**Exercise brief:** Each record below should appear again exactly as written.

(Saved entries)
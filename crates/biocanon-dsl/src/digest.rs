//! Deterministic digests (versioned).
//!
//! Two consumers need stable, process-independent hashes:
//!
//! - schema fingerprints (`SchemaConfig::digest`), logged when a registry is
//!   loaded so runs can be correlated with the exact schema they used, and
//! - composite keys for associations that carry no natural identifier.
//!
//! Both use **FNV-1a 64-bit**. It is not a security primitive; it is an
//! identity tool. In particular it must never depend on `std`'s randomly
//! seeded `HashMap` hasher, or repeated ingestion across restarts would stop
//! producing the same keys.

/// Prefix used in serialized digests.
pub const DIGEST_V1_PREFIX: &str = "fnv1a64:";

const FNV_OFFSET_BASIS: u64 = 0xcbf29ce484222325;
const FNV_PRIME: u64 = 0x00000100000001b3;

/// Incremental FNV-1a 64-bit hasher.
#[derive(Debug, Clone, Copy)]
pub struct Fnv1a64 {
    hash: u64,
}

impl Default for Fnv1a64 {
    fn default() -> Self {
        Self {
            hash: FNV_OFFSET_BASIS,
        }
    }
}

impl Fnv1a64 {
    pub fn new() -> Self {
        Self::default()
    }

    pub fn write(&mut self, bytes: &[u8]) {
        for b in bytes {
            self.hash ^= (*b) as u64;
            self.hash = self.hash.wrapping_mul(FNV_PRIME);
        }
    }

    /// Write a length-prefixed field (`<len>:<bytes>`), so adjacent fields can
    /// never run into each other (`("ab","c")` ≠ `("a","bc")`).
    pub fn write_field(&mut self, s: &str) {
        self.write(s.len().to_string().as_bytes());
        self.write(b":");
        self.write(s.as_bytes());
    }

    pub fn finish(&self) -> u64 {
        self.hash
    }
}

/// Compute a v1 digest (FNV-1a 64-bit) over arbitrary bytes.
pub fn fnv1a64_digest_bytes(bytes: &[u8]) -> String {
    let mut h = Fnv1a64::new();
    h.write(bytes);
    format!("{DIGEST_V1_PREFIX}{:016x}", h.finish())
}

/// Lowercase, `_`-separated form of a type name, usable as a CURIE prefix.
///
/// `"drug to gene association"` → `"drug_to_gene_association"`.
pub fn type_slug(type_name: &str) -> String {
    let mut out = String::with_capacity(type_name.len());
    for c in type_name.trim().chars() {
        if c.is_ascii_alphanumeric() || c == '-' {
            out.push(c.to_ascii_lowercase());
        } else {
            out.push('_');
        }
    }
    if out.is_empty() {
        "_".to_string()
    } else {
        out
    }
}

/// Composite key for an association lacking a natural identifier.
///
/// Properties:
/// - deterministic across runs and process restarts
/// - endpoint order matters (`A→B` and `B→A` are different associations)
/// - `fields` must be given in schema-declared order, not record order
///
/// Output: `<type-slug>:<16 lowercase hex digits>`.
pub fn composite_key_v1(type_name: &str, endpoints: &[&str], fields: &[(&str, &str)]) -> String {
    let mut h = Fnv1a64::new();

    h.write(b"type=");
    h.write_field(type_name);
    h.write(b"|endpoints=");
    for endpoint in endpoints {
        h.write_field(endpoint);
    }
    h.write(b"|fields=");
    for (field, value) in fields {
        h.write_field(field);
        h.write_field(value);
    }

    format!("{}:{:016x}", type_slug(type_name), h.finish())
}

**Result of the task:**
filename crates/biocanon-dsl/src/digest.rs
//! Deterministic digests (versioned).
//!
//! Two consumers need stable, process-independent hashes:
//!
//! - schema fingerprints (`SchemaConfig::digest`), logged when a registry is
//!   loaded so runs can be correlated with the exact schema they used, and
//! - composite keys for associations that carry no natural identifier.
//!
//! Both use **FNV-1a 64-bit**. It is not a security primitive; it is an
//! identity tool. In particular it must never depend on `std`'s randomly
//! seeded `HashMap` hasher, or repeated ingestion across restarts would stop
//! producing the same keys.

/// Prefix used in serialized digests.
pub const DIGEST_V1_PREFIX: &str = "fnv1a64:";

const FNV_OFFSET_BASIS: u64 = 0xcbf29ce484222325;
const FNV_PRIME: u64 = 0x00000100000001b3;

/// Incremental FNV-1a 64-bit hasher.
#[derive(Debug, Clone, Copy)]
pub struct Fnv1a64 {
    hash: u64,
}

impl Default for Fnv1a64 {
    fn default() -> Self {
        Self {
            hash: FNV_OFFSET_BASIS,
        }
    }
}

impl Fnv1a64 {
    pub fn new() -> Self {
        Self::default()
    }

    pub fn write(&mut self, bytes: &[u8]) {
        for b in bytes {
            self.hash ^= (*b) as u64;
            self.hash = self.hash.wrapping_mul(FNV_PRIME);
        }
    }

    /// Write a length-prefixed field (`<len>:<bytes>`), so adjacent fields can
    /// never run into each other (`("ab","c")` ≠ `("a","bc")`).
    pub fn write_field(&mut self, s: &str) {
        self.write(s.len().to_string().as_bytes());
        self.write(b":");
        self.write(s.as_bytes());
    }

    pub fn finish(&self) -> u64 {
        self.hash
    }
}

/// Compute a v1 digest (FNV-1a 64-bit) over arbitrary bytes.
pub fn fnv1a64_digest_bytes(bytes: &[u8]) -> String {
    let mut h = Fnv1a64::new();
    h.write(bytes);
    format!("{DIGEST_V1_PREFIX}{:016x}", h.finish())
}

/// Lowercase, `_`-separated form of a type name, usable as a CURIE prefix.
///
/// `"drug to gene association"` → `"drug_to_gene_association"`.
pub fn type_slug(type_name: &str) -> String {
    let mut out = String::with_capacity(type_name.len());
    for c in type_name.trim().chars() {
        if c.is_ascii_alphanumeric() || c == '-' {
            out.push(c.to_ascii_lowercase());
        } else {
            out.push('_');
        }
    }
    if out.is_empty() {
        "_".to_string()
    } else {
        out
    }
}

/// Composite key for an association lacking a natural identifier.
///
/// Properties:
/// - deterministic across runs and process restarts
/// - endpoint order matters (`A→B` and `B→A` are different associations)
/// - `fields` must be given in schema-declared order, not record order
///
/// Output: `<type-slug>:<16 lowercase hex digits>`.
pub fn composite_key_v1(type_name: &str, endpoints: &[&str], fields: &[(&str, &str)]) -> String {
    let mut h = Fnv1a64::new();

    h.write(b"type=");
    h.write_field(type_name);
    h.write(b"|endpoints=");
    for endpoint in endpoints {
        h.write_field(endpoint);
    }
    h.write(b"|fields=");
    for (field, value) in fields {
        h.write_field(field);
        h.write_field(value);
    }

    format!("{}:{:016x}", type_slug(type_name), h.finish())
}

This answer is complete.